E-cigarette use is overwhelmingly used by smokers, as a partial or complete substitute. To serve the public health in general, and each individual smoker separately, it is our ethical duty to inform smokers what would change in their health status if they switch from tobacco to e-cigarette use. 
This study provides absolutely no comparison with tobacco cigarette. Additionally, it provides no comparison with any other smoking cessation tool (bupropion, varenicline). I wonder, what would happen if you expose these cells to any of these pharmaceutical products for 2 days?
Of course, e-cigarettes are used through inhalation of its vapor, not in the way the authors tested the liquids. That is why it would be realistic to:
1. Use an e-cigarette device and produce vapor; use the vapor extract on the cells
2. Make tobacco cigarette smoke extract and use this as comparison.
For the latter, the most probable reason for not doing it is simple: the tobacco smoke extract would have been so cytotoxic that only few cells would have survive [1, 2]. Thus, there would be no elevation in IL-6, because you need viable cells to produce it.

Asthma, a predominantly inflammatory disease of the airways, is adversely affected by smoking.
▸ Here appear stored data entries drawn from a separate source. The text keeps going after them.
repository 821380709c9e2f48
//! Status and severity enumerations for test cases and bug reports.

use std::str::FromStr;

use serde::{Deserialize, Serialize};

/// Type-safe enumeration of test case execution statuses.
#[derive(Debug, Clone, Copy, Serialize, Deserialize, PartialEq, Eq, Hash, Default)]
#[serde(rename_all = "lowercase")]
pub enum TestStatus {
    /// Test case has not been executed yet
    #[default]
    Pending,

    /// Test case ran and met its expected result
    Pass,

    /// Test case ran and did not meet its expected result
    Fail,

    /// Test case could not be executed because of an external obstacle
    Blocked,

    /// Test case was intentionally not executed
    Skipped,
}

impl TestStatus {
    /// Every status, in display order.
    pub const ALL: [TestStatus; 5] = [
        TestStatus::Pending,
        TestStatus::Pass,
        TestStatus::Fail,
        TestStatus::Blocked,
        TestStatus::Skipped,
    ];

    /// Convert to the stored string representation
    pub fn as_str(&self) -> &'static str {
        match self {
            TestStatus::Pending => "pending",
            TestStatus::Pass => "pass",
            TestStatus::Fail => "fail",
            TestStatus::Blocked => "blocked",
            TestStatus::Skipped => "skipped",
        }
    }

    /// Whether the test case has been executed in any way.
    pub fn is_executed(&self) -> bool {
        !matches!(self, TestStatus::Pending)
    }

    /// Whether entering this status should reveal the test case details.
    ///
    /// Failures and blockers are surfaced immediately so the reporter sees
    /// the notes field and bug report shortcut without an extra toggle.
    pub fn reveals_details(&self) -> bool {
        matches!(self, TestStatus::Fail | TestStatus::Blocked)
    }

    /// Get status with consistent icon formatting for display.
    ///
    /// # Examples
    ///
    /// ```rust
    /// use qa_core::models::TestStatus;
    ///
    /// assert_eq!(TestStatus::Pass.with_icon(), "✓ Pass");
    /// assert_eq!(TestStatus::Fail.with_icon(), "✗ Fail");
    /// assert_eq!(TestStatus::Pending.with_icon(), "—");
    /// ```
    pub fn with_icon(&self) -> &'static str {
        match self {
            TestStatus::Pending => "—",
            TestStatus::Pass => "✓ Pass",
            TestStatus::Fail => "✗ Fail",
            TestStatus::Blocked => "⛔ Blocked",
            TestStatus::Skipped => "⏭ Skipped",
        }
    }
}

impl FromStr for TestStatus {
    type Err = String;

    fn from_str(s: &str) -> Result<Self, Self::Err> {
        match s.trim().to_lowercase().as_str() {
            "pending" => Ok(TestStatus::Pending),
            "pass" | "passed" => Ok(TestStatus::Pass),
            "fail" | "failed" => Ok(TestStatus::Fail),
            "blocked" => Ok(TestStatus::Blocked),
            "skipped" | "skip" => Ok(TestStatus::Skipped),
            _ => Err(format!("Invalid test status: {s}")),
        }
    }
}

/// Severity assigned to a bug report before generation.
#[derive(Debug, Clone, Copy, Serialize, Deserialize, PartialEq, Eq, Default)]
#[serde(rename_all = "lowercase")]
pub enum Severity {
    Critical,
    High,
    #[default]
    Medium,
    Low,
}

impl Severity {
    pub fn as_str(&self) -> &'static str {
        match self {
            Severity::Critical => "critical",
            Severity::High => "high",
            Severity::Medium => "medium",
            Severity::Low => "low",
        }
    }
}

impl FromStr for Severity {
    type Err = String;

    fn from_str(s: &str) -> Result<Self, Self::Err> {
        match s.trim().to_lowercase().as_str() {
            "critical" => Ok(Severity::Critical),
            "high" => Ok(Severity::High),
            "medium" => Ok(Severity::Medium),
            "low" => Ok(Severity::Low),
            _ => Err(format!("Invalid severity: {s}")),
        }
    }
}
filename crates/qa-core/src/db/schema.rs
//! Database schema initialization.

use crate::error::{DatabaseResultExt, Result};

impl super::Database {
    /// Initializes the database schema using the embedded SQL file.
    pub(super) fn initialize_schema(&self) -> Result<()> {
        let schema_sql = include_str!("../../assets/schema.sql");
        self.connection
            .execute_batch(schema_sql)
            .db_context("Failed to initialize database schema")
    }
}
Although there is a lot of speculation about the adverse effects of e-cigarettes use on asthmatic patients, there is only one study published, which has shown the exact opposite: asthmatics who switch from tobacco to e-cigarette use experience significant improvements in respiratory function (both subjective and objective) [3].

When results of laboratory experiments contradict evidence from human studies, one should be concerned about the reliability of the laboratory experiments and their applicability to human effects. 


References

1. Romagna G, Allifranchini E, Bocchietto E, Todeschi S, Esposito M, Farsalinos KE. Cytotoxicity evaluation of electronic cigarette vapor extract on cultured mammalian fibroblasts (ClearStream-LIFE): comparison with tobacco cigarette smoke extract. Inhal Toxicol. 2013 May;25(6):354-61.
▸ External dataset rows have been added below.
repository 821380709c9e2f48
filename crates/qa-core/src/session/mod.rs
//! The execution session: one pass of running a batch of test cases.
//!
//! [`ExecutionSession`] owns the canonical [`SessionSnapshot`] and the
//! [`SessionStore`] it persists to. Every successful mutation writes the
//! whole snapshot under [`SESSION_KEY`]; reads of derived statistics are pure.
//!
//! ```text
//! ┌─────────────┐  initialize   ┌──────────────────┐   write blob   ┌──────────────┐
//! │  Generator  │──────────────▶│ ExecutionSession │───────────────▶│ SessionStore │
//! └─────────────┘               └──────────────────┘                └──────────────┘
//!                                 ▲   set_status / set_notes /
//!                                 │   toggle_expanded / clear
//!                               ┌─┴──────┐
//!                               │  CLI   │
//!                               └────────┘
//! ```
//!
//! # Examples
//!
//! ```rust
//! use qa_core::{
//!     models::{TestCaseInput, TestStatus},
//!     session::ExecutionSession,
//!     store::MemoryStore,
//! };
//!
//! # fn example() -> qa_core::Result<()> {
//! let mut session = ExecutionSession::load(MemoryStore::new());
//! session.initialize(
//!     "Login",
//!     vec![TestCaseInput {
//!         id: "TC-001".to_string(),
//!         title: "Valid login".to_string(),
//!         ..TestCaseInput::default()
//!     }],
//! )?;
//!
//! session.set_status(0usize, TestStatus::Fail)?;
//! assert_eq!(session.stats().fail, 1);
//! assert!(session.test_cases()[0].expanded);
//! # Ok(())
//! # }
//! # example().unwrap();
//! ```

use std::collections::HashSet;

use jiff::Timestamp;
use log::{debug, warn};

use crate::{
    error::{QaError, Result},
    models::{ExecutionStats, SessionSnapshot, TestCase, TestCaseInput, TestStatus},
    params::CaseRef,
    store::SessionStore,
};


/// Storage key of the session blob.
pub const SESSION_KEY: &str = "qa_exec_session";

/// Ticket identifying one generation request.
///
/// Only the most recently issued token may apply its result; an older
/// request that resolves late is discarded.
#[derive(Debug, Clone, Copy, PartialEq, Eq, PartialOrd, Ord)]
pub struct GenerationToken(u64);

/// Canonical state of one test execution pass.
pub struct ExecutionSession<S: SessionStore> {
    snapshot: SessionSnapshot,
    store: S,
    issued_generations: u64,
}

impl<S: SessionStore> ExecutionSession<S> {
    /// Restores the session from `store`.
    ///
    /// A missing, unreadable or malformed blob yields the empty session; this
    /// never fails.
    pub fn load(store: S) -> Self {
        let snapshot = match store.read(SESSION_KEY) {
            Ok(Some(raw)) => match serde_json::from_str::<SessionSnapshot>(&raw) {
                Ok(snapshot) => snapshot,
                Err(e) => {
                    warn!("Discarding malformed stored session: {e}");
                    SessionSnapshot::default()
                }
            },
            Ok(None) => SessionSnapshot::default(),
            Err(e) => {
                warn!("Failed to read stored session, starting empty: {e}");
                SessionSnapshot::default()
            }
        };

        debug!(
            "Loaded session '{}' with {} test cases",
            snapshot.feature,
            snapshot.test_cases.len()
        );

        Self {
            snapshot,
            store,
            issued_generations: 0,
        }
    }

    pub fn feature(&self) -> &str {
        &self.snapshot.feature
    }

    pub fn test_cases(&self) -> &[TestCase] {
        &self.snapshot.test_cases
    }

    pub fn snapshot(&self) -> &SessionSnapshot {
        &self.snapshot
    }

    pub fn len(&self) -> usize {
        self.snapshot.test_cases.len()
    }

    pub fn is_empty(&self) -> bool {
        self.snapshot.test_cases.is_empty()
    }

    pub fn store(&self) -> &S {
        &self.store
    }

    /// Gives the store back, e.g. to reload from it.
    pub fn into_store(self) -> S {
        self.store
    }

    /// When the session was last persisted, if the store tracks it.
    pub fn last_saved(&self) -> Option<Timestamp> {
        self.store.written_at(SESSION_KEY).ok().flatten()
    }

    /// Looks up one test case.
    pub fn get(&self, case: &CaseRef) -> Result<&TestCase> {
        let index = self.resolve(case)?;
        Ok(&self.snapshot.test_cases[index])
    }

    /// Replaces the feature and all test cases with a fresh batch.
    ///
    /// Each record is normalized to a pending, collapsed test case with empty
    /// notes. Empty or repeated ids are replaced with `TC-NNN` sequence ids
    /// so every id in the session is unique. An empty batch yields an empty
    /// session.
    pub fn initialize(
        &mut self,
        feature: impl Into<String>,
        inputs: Vec<TestCaseInput>,
    ) -> Result<()> {
        let feature = feature.into();
        let test_cases = normalize_cases(inputs);

        debug!(
            "Initializing session '{}' with {} test cases",
            feature,
            test_cases.len()
        );

        self.snapshot = SessionSnapshot {
            feature,
            test_cases,
        };
        self.save()
    }

    /// Records the execution outcome of one test case.
    ///
    /// Any status may follow any other. Entering `fail` or `blocked` also
    /// expands the test case; other statuses leave the flag alone.
    pub fn set_status(&mut self, case: impl Into<CaseRef>, status: TestStatus) -> Result<()> {
        let index = self.resolve(&case.into())?;
        let test_case = &mut self.snapshot.test_cases[index];

        test_case.status = status;
        if status.reveals_details() {
            test_case.expanded = true;
        }

        debug!("Set status of {} to {}", test_case.id, status.as_str());
        self.save()
    }

    /// Overwrites the notes of one test case.
    pub fn set_notes(&mut self, case: impl Into<CaseRef>, text: impl Into<String>) -> Result<()> {
        let index = self.resolve(&case.into())?;
        self.snapshot.test_cases[index].notes = text.into();
        self.save()
    }

    /// Flips whether one test case shows its details. The flag is persisted
    /// so a reload keeps the same view.
    pub fn toggle_expanded(&mut self, case: impl Into<CaseRef>) -> Result<()> {
        let index = self.resolve(&case.into())?;
        let test_case = &mut self.snapshot.test_cases[index];
        test_case.expanded = !test_case.expanded;
        self.save()
    }

    /// Resets to the empty session unconditionally.
    ///
    /// Confirmation belongs to the caller; this never asks.
    pub fn clear(&mut self) -> Result<()> {
        debug!("Clearing session '{}'", self.snapshot.feature);
        self.snapshot = SessionSnapshot::default();
        self.save()
    }

    /// Per-status counts over the current test cases.
    pub fn stats(&self) -> ExecutionStats {
        self.snapshot.stats()
    }

    /// Share of executed test cases in `[0, 1]`; `0` when empty.
    pub fn progress_fraction(&self) -> f64 {
        self.stats().progress_fraction()
    }

    /// Share of executed test cases as a whole percentage.
    pub fn progress_percent(&self) -> u8 {
        self.stats().progress_percent()
    }

    /// Issues a new generation token, invalidating every earlier one.
    pub fn begin_generation(&mut self) -> GenerationToken {
        self.issued_generations += 1;
        GenerationToken(self.issued_generations)
    }

    /// Whether `token` is the most recently issued one.
    pub fn is_current(&self, token: GenerationToken) -> bool {
        token.0 == self.issued_generations
    }

    /// Applies a generation result if it belongs to the latest request.
    ///
    /// Returns `Ok(false)` and leaves the session untouched when a newer
    /// request has been started since `token` was issued.
    pub fn apply_generation(
        &mut self,
        token: GenerationToken,
        feature: impl Into<String>,
        inputs: Vec<TestCaseInput>,
    ) -> Result<bool> {
        if !self.is_current(token) {
            warn!(
                "Discarding stale generation result {} (latest is {})",
                token.0, self.issued_generations
            );
            return Ok(false);
        }

        self.initialize(feature, inputs)?;
        Ok(true)
    }

    /// Writes the whole snapshot to the store.
    pub fn save(&mut self) -> Result<()> {
        let blob = serde_json::to_string(&self.snapshot)?;
        self.store.write(SESSION_KEY, &blob)?;
        debug!("Persisted session ({} bytes)", blob.len());
        Ok(())
    }

    fn resolve(&self, case: &CaseRef) -> Result<usize> {
        let cases = &self.snapshot.test_cases;
        match case {
            CaseRef::Position(index) if *index < cases.len() => Ok(*index),
            CaseRef::Position(index) => Err(QaError::IndexOutOfRange {
                index: *index,
                len: cases.len(),
            }),
            CaseRef::Id(id) => cases
                .iter()
                .position(|tc| tc.id == *id)
                .ok_or_else(|| QaError::TestCaseNotFound { id: id.clone() }),
            CaseRef::Text(text) => {
                if let Some(index) = cases.iter().position(|tc| tc.id == *text) {
                    return Ok(index);
                }
                match text.parse::<usize>() {
                    Ok(0) => Err(QaError::invalid_input("case")
                        .with_reason("Test case positions start at 1")),
                    Ok(position) if position <= cases.len() => Ok(position - 1),
                    Ok(position) => Err(QaError::IndexOutOfRange {
                        index: position - 1,
                        len: cases.len(),
                    }),
                    Err(_) => Err(QaError::TestCaseNotFound { id: text.clone() }),
                }
            }
        }
    }
}

fn normalize_cases(inputs: Vec<TestCaseInput>) -> Vec<TestCase> {
    let mut seen = HashSet::new();
    let mut next_sequence = 1;

    inputs
        .into_iter()
        .map(|mut input| {
            input.id = input.id.trim().to_string();
            if input.id.is_empty() || seen.contains(&input.id) {
                input.id = loop {
                    let candidate = format!("TC-{next_sequence:03}");
                    next_sequence += 1;
                    if !seen.contains(&candidate) {
                        break candidate;
                    }
                };
            }
            seen.insert(input.id.clone());
            TestCase::from_input(input)
        })
        .collect()
}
2. Farsalinos KE, Romagna G, Allifranchini E, Ripamonti E, Bocchietto E, Todeschi S, Tsiapras D, Kyrzopoulos S, Voudris V. Comparison of the cytotoxic potential of cigarette smoke and electronic cigarette vapour extract on cultured myocardial cells. Int J Environ Res Public Health. 2013 Oct 16;10(10):5146-62.
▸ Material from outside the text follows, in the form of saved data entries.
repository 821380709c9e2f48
//! Display formatting and result wrapper types.
//!
//! Domain models implement [`std::fmt::Display`] directly (see [`models`]);
//! the wrappers in this module add context a bare model does not have, such
//! as list positions, last-saved times or the statistics behind a summary.
//!
//! ```text
//! ┌─────────────────┐    ┌─────────────────┐    ┌─────────────────┐
//! │  Domain Models  │    │ Views & Result  │    │    Markdown     │
//! │ (TestCase, ...) │───▶│    Wrappers     │───▶│     Output      │
//! └─────────────────┘    └─────────────────┘    └─────────────────┘
//! ```
//!
//! All output is Markdown; the CLI renders it with termimad or prints it
//! as-is when colors are disabled.
//!
//! ## Module Organization
//!
//! - [`collections`]: the session view ([`SessionView`])
//! - [`results`]: mutation outcomes ([`CreateResult`], [`UpdateResult`],
//!   [`DeleteResult`])
//! - [`summary`]: execution summary report ([`SummaryView`])
//! - [`artifacts`]: standalone documents with fallbacks ([`ArtifactView`])
//! - [`status`]: one-line feedback ([`OperationStatus`])
//! - [`datetime`]: local time formatting
//! - [`models`]: Display implementations for domain models
//!
//! # Examples
//!
//! ```rust
//! use qa_core::display::OperationStatus;
//!
//! let status = OperationStatus::warning("A newer generation replaced this result");
//! assert_eq!(
//!     status.to_string(),
//!     "Warning: A newer generation replaced this result\n"
//! );
//! ```

pub mod artifacts;
pub mod collections;
pub mod datetime;
pub mod models;
pub mod results;
pub mod status;
pub mod summary;

pub use artifacts::ArtifactView;
pub use collections::SessionView;
pub use datetime::LocalDateTime;
pub use results::{CreateResult, DeleteResult, UpdateResult};
pub use status::{OperationStatus, StatusLevel};
pub use summary::SummaryView;
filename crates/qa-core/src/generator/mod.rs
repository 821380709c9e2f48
//! Remote generation of test cases, execution summaries and standalone QA
//! documents.
//!
//! The [`Generator`] builds a prompt, sends it through a [`CompletionClient`]
//! and decodes the answer. It never touches a session directly: callers take
//! a [`GenerationToken`](crate::session::GenerationToken) before awaiting and
//! hand the result to
//! [`ExecutionSession::apply_generation`](crate::session::ExecutionSession::apply_generation).
//!
//! # Examples
//!
//! ```rust,no_run
//! use qa_core::{
//!     generator::{Generator, GeneratorConfig, HttpCompletionClient},
//!     params::GenerateCases,
//!     session::ExecutionSession,
//!     store::MemoryStore,
//! };
//!
//! # async fn example() -> qa_core::Result<()> {
//! let generator = Generator::new(HttpCompletionClient::new(GeneratorConfig::default()));
//! let mut session = ExecutionSession::load(MemoryStore::new());
//!
//! let params = GenerateCases {
//!     feature: "Login".to_string(),
//!     ..GenerateCases::default()
//! };
//! let token = session.begin_generation();
//! let inputs = generator.generate_test_cases(&params).await?;
//! session.apply_generation(token, &params.feature, inputs)?;
//! # Ok(())
//! # }
//! ```

use jiff::Zoned;
use log::{debug, info, warn};
use serde_json::Value;

use crate::{
    error::{QaError, Result},
    models::{ExecutionSummary, TestCaseInput},
    params::{ArtifactRequest, GenerateCases},
    session::ExecutionSession,
    store::SessionStore,
};

pub mod client;
pub mod config;
pub mod decode;
pub mod prompts;

pub use client::{CompletionClient, HttpCompletionClient};
pub use config::{CredentialKind, CredentialMode, GeneratorConfig, GeneratorConfigBuilder};
pub use decode::{decode_model_output, strip_code_fences, DecodedOutput};

use config::{GENERATION_MAX_TOKENS, SUMMARY_MAX_TOKENS};

/// Prompt-level operations on top of a [`CompletionClient`].
pub struct Generator<C: CompletionClient> {
    client: C,
}

impl<C: CompletionClient> Generator<C> {
    pub fn new(client: C) -> Self {
        Self { client }
    }

    pub fn client(&self) -> &C {
        &self.client
    }

    /// Asks for a batch of test cases ready for execution.
    ///
    /// # Errors
    ///
    /// Returns `QaError::InvalidInput` for an empty feature or a zero count,
    /// and `QaError::Generation` when the request fails or the answer has no
    /// `testCases` array.
    pub async fn generate_test_cases(&self, params: &GenerateCases) -> Result<Vec<TestCaseInput>> {
        if params.feature.trim().is_empty() {
            return Err(QaError::invalid_input("feature").with_reason("Feature cannot be empty"));
        }
        if params.count == 0 {
            return Err(
                QaError::invalid_input("count").with_reason("At least one test case is required")
            );
        }

        debug!(
            "Generating {} {} test cases for '{}'",
            params.count, params.test_type, params.feature
        );

        let raw = self
            .client
            .complete(&prompts::execution_cases(params), GENERATION_MAX_TOKENS)
            .await?;
        let value = require_json(&raw)?;

        let cases = value
            .get("testCases")
            .filter(|cases| cases.is_array())
            .cloned()
            .ok_or_else(|| QaError::generation("Response has no testCases array"))?;
        let inputs: Vec<TestCaseInput> = serde_json::from_value(cases)
            .map_err(|e| QaError::generation(format!("Malformed testCases entry: {e}")))?;

        info!("Generated {} test cases for '{}'", inputs.len(), params.feature);
        Ok(inputs)
    }

    /// Asks for a summary report of the session's current results.
    ///
    /// # Errors
    ///
    /// Returns `QaError::InvalidInput` when the session has no test cases and
    /// `QaError::Generation` when the answer has no `summary` object.
    pub async fn generate_summary<S: SessionStore>(
        &self,
        session: &ExecutionSession<S>,
    ) -> Result<ExecutionSummary> {
        if session.is_empty() {
            return Err(QaError::invalid_input("session")
                .with_reason("There are no test cases to summarize"));
        }

        let date = Zoned::now().strftime("%Y-%m-%d").to_string();
        let stats = session.stats();
        debug!(
            "Generating summary for '{}' ({} of {} executed)",
            session.feature(),
            stats.executed(),
            stats.total
        );

        let prompt = prompts::execution_summary(session.snapshot(), &stats, &date);
        let raw = self.client.complete(&prompt, SUMMARY_MAX_TOKENS).await?;
        let value = require_json(&raw)?;

        let summary = value
            .get("summary")
            .filter(|summary| summary.is_object())
            .cloned()
            .ok_or_else(|| QaError::generation("Response has no summary object"))?;
        let mut summary: ExecutionSummary = serde_json::from_value(summary)
            .map_err(|e| QaError::generation(format!("Malformed summary: {e}")))?;

        if summary.feature.is_empty() {
            summary.feature = session.feature().to_string();
        }
        if summary.date.is_empty() {
            summary.date = date;
        }
        Ok(summary)
    }

    /// Generates one standalone QA document.
    ///
    /// Output that is not JSON comes back as [`DecodedOutput::Unparsed`] so
    /// the caller can still show the raw text; only transport and API
    /// failures are errors.
    pub async fn generate_artifact(&self, request: &ArtifactRequest) -> Result<DecodedOutput> {
        debug!("Generating {} artifact", request.kind());

        let raw = self
            .client
            .complete(&prompts::artifact(request), GENERATION_MAX_TOKENS)
            .await?;
        let decoded = decode_model_output(&raw);

        if decoded.is_parsed() {
            info!("Generated {}", request.kind());
        } else {
            warn!("Model answer for {} was not JSON", request.kind());
        }
        Ok(decoded)
    }
}

fn require_json(raw: &str) -> Result<Value> {
    match decode_model_output(raw) {
        DecodedOutput::Parsed(value) => Ok(value),
        DecodedOutput::Unparsed { reason, .. } => Err(QaError::generation(format!(
            "Model answer is not valid JSON: {reason}"
        ))),
    }
}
3. Polosa R, Morjaria J, Caponnetto P, Caruso M, Strano S, Battaglia E, Russo C. Effect of smoking abstinence and reduction in asthmatic smokers switching to electronic cigarettes: evidence for harm reversal. Int J Environ Res Public Health. 2014 May 8;11(5):4965-77.

*Competing interests declared:* I have 21 publications in peer-reveiwed journals about e-cigarettes and 2 more studies presented in medical conferences
For 2 of them (unpublished yet), funds provided to my institution from e-cigarette companies were used
For 2 of them, institutes unrelated to me received funding from e-cigarette companies
For 1 of them, funding from a non-profit association was provided
For 1 of them, funding through a public internet crowdfunding campaign was provided
For 17 of them, no funding support was provided by anyone 

link source: http://www.plosone.org/annotation/listThread.action?root=81993

Reactions: Like 3 | Thanks 1 | Informative 2


----------



## Arthster (29/12/14)

Well the good doctor can also add that I suffered from tonsillitis my entire life and since I have start vaping, not only do I not suffer from tonsillitis anymore my tonsils have actually decreased in size. 

So to the gentleman that says its bad for your throat, I say put that in your pipe and vape it.

Reactions: Like 4


----------



## Andre (29/12/14)

Sounds like a totally flawed study to me. Thanks for the info, @Alex.

Reactions: Like 1 | Agree 2


----------



## Silver (29/12/14)

Thanks @Alex

Go Dr Farsalinos!

Reactions: Like 1 | Agree 2


----------



## free3dom (29/12/14)

Dr. Farsalinos vs the entire scientific community....my money would be on Dr F (and he'd have an angry mob of vapors in his corner) 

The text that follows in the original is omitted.